A workplace investigation is a formal, structured and unbiased process for gathering evidence and establishing the facts relating to a grievance. The overall aim of which is to help all parties reach the best resolution possible and move forward positively.

Now, this doesn’t sound like something that you, as the investigator, can jump straight into, so you need a workplace investigation plan.

I understand, but I’m very busy. Do I really need a workplace investigation plan?

All employers have a duty of care to investigate any grievance raised. Even with existing work pressures, it’s important to ensure you dedicate the appropriate time to planning and conducting an investigation.

If evidence is gathered poorly or in a way that is perceived as biased, the investigation may have to be repeated resulting in time and cost implications for your business.

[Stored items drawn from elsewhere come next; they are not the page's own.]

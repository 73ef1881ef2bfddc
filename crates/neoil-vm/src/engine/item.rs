//! Stack items.
//!
//! Compound items (buffers, arrays, structs, maps) have reference semantics:
//! `DUP` shares them and mutation through one copy is seen by all.

use std::cell::RefCell;
use std::fmt;
use std::rc::Rc;

use neoil_bytecode::{StackItemType, int_from_bytes, int_to_bytes};

use super::error::RuntimeError;

/// Largest integer the machine accepts, in bytes.
const MAX_INT_SIZE: usize = 32;

pub type Items = Rc<RefCell<Vec<StackItem>>>;

#[derive(Debug, Clone)]
pub enum StackItem {
    Null,
    Boolean(bool),
    Integer(i128),
    ByteString(Vec<u8>),
    Buffer(Rc<RefCell<Vec<u8>>>),
    Array(Items),
    Struct(Items),
    Map(Rc<RefCell<Vec<(StackItem, StackItem)>>>),
    /// Script address pushed by `PUSHA`.
    Pointer(u32),
}

impl StackItem {
    pub fn array(items: Vec<StackItem>) -> Self {
        Self::Array(Rc::new(RefCell::new(items)))
    }

    pub fn structure(items: Vec<StackItem>) -> Self {
        Self::Struct(Rc::new(RefCell::new(items)))
    }

    pub fn buffer(bytes: Vec<u8>) -> Self {
        Self::Buffer(Rc::new(RefCell::new(bytes)))
    }

    pub fn string(s: &str) -> Self {
        Self::ByteString(s.as_bytes().to_vec())
    }

    pub fn item_type(&self) -> StackItemType {
        match self {
            Self::Null => StackItemType::Any,
            Self::Boolean(_) => StackItemType::Boolean,
            Self::Integer(_) => StackItemType::Integer,
            Self::ByteString(_) => StackItemType::ByteString,
            Self::Buffer(_) => StackItemType::Buffer,
            Self::Array(_) => StackItemType::Array,
            Self::Struct(_) => StackItemType::Struct,
            Self::Map(_) => StackItemType::Map,
            Self::Pointer(_) => StackItemType::Pointer,
        }
    }

    pub fn is_null(&self) -> bool {
        matches!(self, Self::Null)
    }

    pub fn as_bool(&self) -> Result<bool, RuntimeError> {
        Ok(match self {
            Self::Null => false,
            Self::Boolean(b) => *b,
            Self::Integer(v) => *v != 0,
            Self::ByteString(bytes) => {
                if bytes.len() > MAX_INT_SIZE {
                    return Err(self.invalid("Boolean"));
                }
                bytes.iter().any(|&b| b != 0)
            }
            _ => true,
        })
    }

    pub fn as_int(&self) -> Result<i128, RuntimeError> {
        match self {
            Self::Boolean(b) => Ok(*b as i128),
            Self::Integer(v) => Ok(*v),
            Self::ByteString(bytes) if bytes.len() <= MAX_INT_SIZE => {
                int_from_bytes(bytes).ok_or(RuntimeError::Overflow)
            }
            Self::Buffer(bytes) if bytes.borrow().len() <= MAX_INT_SIZE => {
                int_from_bytes(&bytes.borrow()).ok_or(RuntimeError::Overflow)
            }
            _ => Err(self.invalid("Integer")),
        }
    }

    /// Byte view of a primitive or buffer.
    pub fn as_bytes(&self) -> Result<Vec<u8>, RuntimeError> {
        match self {
            Self::Boolean(b) => Ok(vec![*b as u8]),
            Self::Integer(0) => Ok(Vec::new()),
            Self::Integer(v) => Ok(int_to_bytes(*v)),
            Self::ByteString(bytes) => Ok(bytes.clone()),
            Self::Buffer(bytes) => Ok(bytes.borrow().clone()),
            _ => Err(self.invalid("ByteString")),
        }
    }

    /// Bytes interpreted as UTF-8.
    pub fn as_string(&self) -> Result<String, RuntimeError> {
        String::from_utf8(self.as_bytes()?).map_err(|_| self.invalid("String"))
    }

    /// `EQUAL` semantics: primitives by value, compounds by identity.
    pub fn equals(&self, other: &Self) -> bool {
        match (self, other) {
            (Self::Null, Self::Null) => true,
            (Self::Boolean(a), Self::Boolean(b)) => a == b,
            (Self::Integer(a), Self::Integer(b)) => a == b,
            (Self::ByteString(a), Self::ByteString(b)) => a == b,
            (Self::Pointer(a), Self::Pointer(b)) => a == b,
            (Self::Buffer(a), Self::Buffer(b)) => Rc::ptr_eq(a, b),
            (Self::Array(a), Self::Array(b)) => Rc::ptr_eq(a, b),
            (Self::Map(a), Self::Map(b)) => Rc::ptr_eq(a, b),
            (Self::Struct(a), Self::Struct(b)) => {
                Rc::ptr_eq(a, b) || {
                    let (a, b) = (a.borrow(), b.borrow());
                    a.len() == b.len() && a.iter().zip(b.iter()).all(|(x, y)| x.equals(y))
                }
            }
            _ => false,
        }
    }

    /// `CONVERT` to `target`.
    pub fn convert(&self, target: StackItemType) -> Result<StackItem, RuntimeError> {
        if self.item_type() == target {
            return Ok(match self {
                Self::Buffer(bytes) => Self::buffer(bytes.borrow().clone()),
                other => other.clone(),
            });
        }
        Ok(match target {
            StackItemType::Any if self.is_null() => Self::Null,
            StackItemType::Boolean => Self::Boolean(self.as_bool()?),
            StackItemType::Integer => Self::Integer(self.as_int()?),
            StackItemType::ByteString => Self::ByteString(self.as_bytes()?),
            StackItemType::Buffer => Self::buffer(self.as_bytes()?),
            StackItemType::Array => match self {
                Self::Struct(items) => Self::array(items.borrow().clone()),
                _ => return Err(self.invalid(target.name())),
            },
            StackItemType::Struct => match self {
                Self::Array(items) => Self::structure(items.borrow().clone()),
                _ => return Err(self.invalid(target.name())),
            },
            _ => return Err(self.invalid(target.name())),
        })
    }

    pub(crate) fn invalid(&self, expected: &'static str) -> RuntimeError {
        RuntimeError::InvalidType {
            expected,
            found: self.item_type().name(),
        }
    }
}

/// Structural equality, for inspecting results.
impl PartialEq for StackItem {
    fn eq(&self, other: &Self) -> bool {
        match (self, other) {
            (Self::Null, Self::Null) => true,
            (Self::Boolean(a), Self::Boolean(b)) => a == b,
            (Self::Integer(a), Self::Integer(b)) => a == b,
            (Self::ByteString(a), Self::ByteString(b)) => a == b,
            (Self::Pointer(a), Self::Pointer(b)) => a == b,
            (Self::Buffer(a), Self::Buffer(b)) => *a.borrow() == *b.borrow(),
            (Self::Array(a), Self::Array(b)) | (Self::Struct(a), Self::Struct(b)) => {
                *a.borrow() == *b.borrow()
            }
            (Self::Map(a), Self::Map(b)) => *a.borrow() == *b.borrow(),
            _ => false,
        }
    }
}

impl fmt::Display for StackItem {
    fn fmt(&self, f: &mut fmt::Formatter<'_>) -> fmt::Result {
        match self {
            Self::Null => f.write_str("null"),
            Self::Boolean(b) => write!(f, "{b}"),
            Self::Integer(v) => write!(f, "{v}"),
            Self::ByteString(bytes) => match std::str::from_utf8(bytes) {
                Ok(s) => write!(f, "{s:?}"),
                Err(_) => write_hex(f, bytes),
            },
            Self::Buffer(bytes) => {
                f.write_str("buffer:")?;
                write_hex(f, &bytes.borrow())
            }
            Self::Array(items) => write_items(f, "[", &items.borrow(), "]"),
            Self::Struct(items) => write_items(f, "{", &items.borrow(), "}"),
            Self::Map(entries) => {
                f.write_str("map{")?;
                for (i, (k, v)) in entries.borrow().iter().enumerate() {
                    if i > 0 {
                        f.write_str(", ")?;
                    }
                    write!(f, "{k}: {v}")?;
                }
                f.write_str("}")
            }
            Self::Pointer(addr) => write!(f, "&{addr:04}"),
        }
    }
}

fn write_hex(f: &mut fmt::Formatter<'_>, bytes: &[u8]) -> fmt::Result {
    f.write_str("0x")?;
    bytes.iter().try_for_each(|b| write!(f, "{b:02x}"))
}

fn write_items(f: &mut fmt::Formatter<'_>, open: &str, items: &[StackItem], close: &str) -> fmt::Result {
    f.write_str(open)?;
    for (i, item) in items.iter().enumerate() {
        if i > 0 {
            f.write_str(", ")?;
        }
        write!(f, "{item}")?;
    }
    f.write_str(close)
}

impl From<i128> for StackItem {
    fn from(v: i128) -> Self {
        Self::Integer(v)
    }
}

impl From<bool> for StackItem {
    fn from(b: bool) -> Self {
        Self::Boolean(b)
    }
}

impl From<&str> for StackItem {
    fn from(s: &str) -> Self {
        Self::string(s)
    }
}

It could also result in unfair sanctions for an employee(s) leading to a culture of fear and victimisation.

Ultimately, those who feel unfairly treated could bring an employment tribunal – often held in public and in front of the press – which may damage the reputation of your company and brand.

A recent example of a costly tribunal was a Starbucks worker who was accused of falsifying documents when mistakes in her paperwork were simply due to her dyslexia. Another tribunal awarded an 89-year-old woman £200,000 in compensation from the NHS who was fired from her job due to a “catastrophic failure in performance” when she just needed training in how to use a computer.

Both cases could have been resolved at the workplace investigation stage with clear, structured and fair fact-finding.

So, what does a good investigation look like?

A good investigation has a clear scope and, of course, meticulous planning and organisation.

You must be thorough but fair and sensitive in your interviewing, and be scrupulous in your notetaking and recording of the evidence you uncover.

Impartial analysis of the evidence is key and your findings should be clearly presented in a transparent and comprehensive report.

Where do I start in making a plan?

Don’t worry, here’s our step-by-step guide:

  1. Understand the investigation’s scope and terms of reference

Basically, what is being investigated?

  1. Source existing policies and procedures

Check you are following current disciplinary and grievances at work procedures. Make sure your company’s policies align with ACAS guidelines.

  1. Know what additional investigator resources are available

You may wish to seek external support or employment law advice.

  1. Identify who is to be interviewed and schedule interviews

Send invitations to all involved, including witnesses. Think carefully about the order of the interviews and their timings (it’s important to conduct them quickly while events and memories are fresh in people’s heads).

  1. Gather existing evidence

This could be employment records, emails, social media posts, CCTV recordings etc.

  1. Prepare for the interviews

Draft your questions and prepare a script for your introduction, which should explain the process, manage expectations in regards to outcomes and emphasise the impartiality of the process. Also, prepare recording equipment or organise for a notetaker to accompany you.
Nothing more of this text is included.